Well, what’s left to say?  I spent the day running last minute errands.  My mom and I went to the Farmer’s Market to get mushy food in case I feel like I can’t put down the solid stuff.  We got some sweet potatoes for mashing; lots of beans for pureeing; kale, bananas, berries, and parsley (forgot the celery) for smoothie-ing; soup for healing…

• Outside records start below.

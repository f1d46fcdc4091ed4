/// Connection settings for the carousel API.
#[derive(Debug, Clone)]
pub struct EditorConfig {
    /// Base URL including the version prefix, without a trailing slash.
    pub api_url: String,
    /// Bearer token sent with every request.
    pub access_token: String,
}

const DEFAULT_API_URL: &str = "http://localhost:3000/api/v1";

impl EditorConfig {
    /// Load configuration from the environment (`.env` is honoured).
    ///
    /// | Env Var                 | Required | Default                         |
    /// |-------------------------|----------|---------------------------------|
    /// | `CAROUSEL_API_URL`      | no       | `http://localhost:3000/api/v1`  |
    /// | `CAROUSEL_ACCESS_TOKEN` | **yes**  | --                              |
    ///
    /// # Panics
    ///
    /// Panics if `CAROUSEL_ACCESS_TOKEN` is not set.
    pub fn from_env() -> Self {
        dotenvy::dotenv().ok();

        let api_url = std::env::var("CAROUSEL_API_URL").unwrap_or_else(|_| DEFAULT_API_URL.into());
        let access_token = std::env::var("CAROUSEL_ACCESS_TOKEN")
            .expect("CAROUSEL_ACCESS_TOKEN must be set in the environment");

        Self::new(api_url, access_token)
    }

    pub fn new(api_url: impl Into<String>, access_token: impl Into<String>) -> Self {
        Self {
            api_url: api_url.into().trim_end_matches('/').to_string(),
            access_token: access_token.into(),
        }
    }
}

Yesterday I worked out the crazy medical bills that have started to come in and stress me out.  I paid the $54.00 doctor bill which is separate from the hospital bill in that the doctor charges for the interpretation of the ultrasound and EKG while the $399.00 hospital bill is for the actual ultrasound performance.  The $889.00 “this is not a bill” statement of charges that is being sent to my insurance is for the EKG and laboratory work that was done during my pre-op appointment – fortunately they did not have to re-do the pre-op or that would’ve been a really expensive cold I caught.  I thought I was only going to be responsible for a little over $1,000 for the actual surgery, but after the second woman I spoke with and the varying ways different people code medical procedures, I have absolutely no idea what I’m going to be facing financially.  The good news is that two of the three people I’ve spoken to at the billing department of Emory University Hospital told me the something similar, which is that I can arrange a payment plan once I receive a bill and I don’t have to sort it out beforehand.  So, I opened a tab with $399.00 which I will begin paying in May since I don’t work two weeks this month, and as I receive the next two, I can just call them up and have ’em put it on my tab.  Gotta do what you gotta do, eh?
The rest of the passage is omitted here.